Uncovering the genetic diversity of Giardia intestinalis in isolates from outbreaks in New Zealand
(BioMed Central Ltd, 2022-12) Ogbuigwe P; Biggs PJ; Garcia-Ramirez JC; Knox MA; Pita A; Velathanthiri N; French NP; Hayman DTS
BACKGROUND: Giardia intestinalis is one of the most common causes of diarrhoea worldwide. Molecular techniques have greatly improved our understanding of the taxonomy and epidemiology of this parasite. Co-infection with mixed (sub-) assemblages has been reported, however, Sanger sequencing is sometimes unable to identify shared subtypes between samples involved in the same epidemiologically linked event, due to samples showing multiple dominant subtypes within the same outbreak. Here, we aimed to use a metabarcoding approach to uncover the genetic diversity within samples from sporadic and outbreak cases of giardiasis to characterise the subtype diversity, and determine if there are common sequences shared by epidemiologically linked cases that are missed by Sanger sequencing.
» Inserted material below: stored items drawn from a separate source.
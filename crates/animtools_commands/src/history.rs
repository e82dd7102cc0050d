// SPDX-License-Identifier: MIT OR Apache-2.0
//! Undo/redo history of curve snapshots.
//!
//! Every command records the state of each curve it touched before and
//! after it ran. Undo restores the before snapshots, redo the after ones.

use animtools_curve::{CurveId, KeyframeCurve};
use serde::{Deserialize, Serialize};
use std::collections::VecDeque;
use std::time::{SystemTime, UNIX_EPOCH};
use thiserror::Error;

/// Maximum undo history depth
const MAX_HISTORY: usize = 100;

/// History errors
#[derive(Debug, Error)]
pub enum HistoryError {
    /// Nothing to undo
    #[error("Nothing to undo")]
    NothingToUndo,

    /// Nothing to redo
    #[error("Nothing to redo")]
    NothingToRedo,

    /// Serialization error
    #[error("Serialization error: {0}")]
    Serialization(#[from] bincode::Error),
}

/// Result type for history operations
pub type Result<T> = std::result::Result<T, HistoryError>;

/// Unique operation ID
#[derive(Debug, Clone, Copy, PartialEq, Eq, Hash, Serialize, Deserialize)]
pub struct OperationId(u64);

impl OperationId {
    /// Get the raw ID value
    pub fn value(&self) -> u64 {
        self.0
    }
}

fn now() -> u64 {
    SystemTime::now()
        .duration_since(UNIX_EPOCH)
        .unwrap_or_default()
        .as_secs()
}

/// Serialized curve state
#[derive(Debug, Clone, PartialEq, Eq, Serialize, Deserialize)]
pub struct CurveSnapshot {
    /// Serialized curve
    pub data: Vec<u8>,
    /// Timestamp when snapshot was taken
    pub timestamp: u64,
}

impl CurveSnapshot {
    /// Snapshot a curve
    pub fn capture(curve: &KeyframeCurve) -> Result<Self> {
        Ok(Self {
            data: bincode::serialize(curve)?,
            timestamp: now(),
        })
    }

    /// Rebuild the curve
    pub fn restore(&self) -> Result<KeyframeCurve> {
        Ok(bincode::deserialize(&self.data)?)
    }

    /// Size in bytes
    pub fn size(&self) -> usize {
        self.data.len()
    }
}

/// Change of one curve
#[derive(Debug, Clone, Serialize, Deserialize)]
pub struct CurveChange {
    /// Changed curve
    pub curve: CurveId,
    /// State before the command (for undo)
    pub before: CurveSnapshot,
    /// State after the command (for redo)
    pub after: CurveSnapshot,
}

impl CurveChange {
    /// Get memory size of this change
    pub fn memory_size(&self) -> usize {
        self.before.size() + self.after.size()
    }
}

/// Changes that are undone/redone together
#[derive(Debug, Clone, Serialize, Deserialize)]
pub struct OperationGroup {
    /// Group ID
    pub id: OperationId,
    /// Human-readable description
    pub description: String,
    /// Curve changes in this group
    pub changes: Vec<CurveChange>,
    /// Timestamp
    pub timestamp: u64,
}

impl OperationGroup {
    /// Create a new operation group
    pub fn new(id: OperationId, description: impl Into<String>) -> Self {
        Self {
            id,
            description: description.into(),
            changes: Vec::new(),
            timestamp: now(),
        }
    }

    /// Record a curve change, ignoring curves that did not change
    pub fn add_change(&mut self, change: CurveChange) {
        if change.before.data != change.after.data {
            self.changes.push(change);
        }
    }

    /// Get total memory size of this group
    pub fn memory_size(&self) -> usize {
        self.changes.iter().map(CurveChange::memory_size).sum()
    }

    /// Get change count
    pub fn count(&self) -> usize {
        self.changes.len()
    }
}

/// History statistics
#[derive(Debug, Clone, Default, Serialize, Deserialize)]
pub struct HistoryStats {
    /// Groups in undo stack
    pub undo_count: usize,
    /// Groups in redo stack
    pub redo_count: usize,
    /// Memory used by the undo stack (bytes)
    pub memory_used: usize,
    /// Maximum history depth
    pub max_depth: usize,
}

/// Undo/redo history manager
#[derive(Debug)]
pub struct History {
    /// Undo stack
    undo_stack: VecDeque<OperationGroup>,
    /// Redo stack
    redo_stack: VecDeque<OperationGroup>,
    /// Next operation ID
    next_id: u64,
    /// Maximum history depth
    max_depth: usize,
    /// Total memory used
    memory_used: usize,
}

impl History {
    /// Create a new history manager
    pub fn new() -> Self {
        Self::with_max_depth(MAX_HISTORY)
    }

    /// Create with custom maximum depth
    pub fn with_max_depth(max_depth: usize) -> Self {
        Self {
            undo_stack: VecDeque::new(),
            redo_stack: VecDeque::new(),
            next_id: 1,
            max_depth,
            memory_used: 0,
        }
    }

    /// Begin a new operation group
    pub fn begin_operation(&mut self, description: &str) -> OperationGroup {
        let id = OperationId(self.next_id);
        self.next_id += 1;
        OperationGroup::new(id, description)
    }

    /// Commit an operation group.
    ///
    /// Empty groups are dropped. Returns whether the group was recorded.
    pub fn commit(&mut self, group: OperationGroup) -> bool {
        if group.changes.is_empty() {
            return false;
        }

        self.redo_stack.clear();

        self.memory_used += group.memory_size();
        self.undo_stack.push_back(group);

        while self.undo_stack.len() > self.max_depth {
            if let Some(old_group) = self.undo_stack.pop_front() {
                self.memory_used = self.memory_used.saturating_sub(old_group.memory_size());
            }
        }

        true
    }

    /// Undo the last operation
    pub fn undo(&mut self) -> Result<OperationGroup> {
        let group = self
            .undo_stack
            .pop_back()
            .ok_or(HistoryError::NothingToUndo)?;

        self.memory_used = self.memory_used.saturating_sub(group.memory_size());
        self.redo_stack.push_back(group.clone());

        Ok(group)
    }

    /// Redo the last undone operation
    pub fn redo(&mut self) -> Result<OperationGroup> {
        let group = self
            .redo_stack
            .pop_back()
            .ok_or(HistoryError::NothingToRedo)?;

        self.memory_used += group.memory_size();
        self.undo_stack.push_back(group.clone());

        Ok(group)
    }

    /// Check if undo is available
    pub fn can_undo(&self) -> bool {
        !self.undo_stack.is_empty()
    }

    /// Check if redo is available
    pub fn can_redo(&self) -> bool {
        !self.redo_stack.is_empty()
    }

    /// Clear all history
    pub fn clear(&mut self) {
        self.undo_stack.clear();
        self.redo_stack.clear();
        self.memory_used = 0;
    }

    /// Get history statistics
    pub fn stats(&self) -> HistoryStats {
        HistoryStats {
            undo_count: self.undo_stack.len(),
            redo_count: self.redo_stack.len(),
            memory_used: self.memory_used,
            max_depth: self.max_depth,
        }
    }

    /// Get description of next undo operation
    pub fn undo_description(&self) -> Option<&str> {
        self.undo_stack.back().map(|g| g.description.as_str())
    }

    /// Get description of next redo operation
    pub fn redo_description(&self) -> Option<&str> {
        self.redo_stack.back().map(|g| g.description.as_str())
    }
}

impl Default for History {
    fn default() -> Self {
        Self::new()
    }
}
METHODS: We built a database with 1109 unique glutamate dehydrogenase (gdh) locus sequences covering most of the assemblages of G. intestinalis and used gdh metabarcoding to analyse 16 samples from sporadic and outbreak cases of giardiasis that occurred in New Zealand between 2010 and 2018. RESULTS: There is considerable diversity of subtypes of G. intestinalis present in each sample. The utilisation of metabarcoding enabled the identification of shared subtypes between samples from the same outbreak. Multiple variants were identified in 13 of 16 samples, with Assemblage B variants most common, and Assemblages E and A present in mixed infections. CONCLUSIONS: This study showed that G. intestinalis infections in humans are frequently mixed, with multiple subtypes present in each host. Shared sequences among epidemiologically linked cases not identified through Sanger sequencing were detected. Considering the variation in symptoms observed in cases of giardiasis, and the potential link between symptoms and (sub-) assemblages, the frequency of mixed infections could have implications for our understanding of host-pathogen interactions.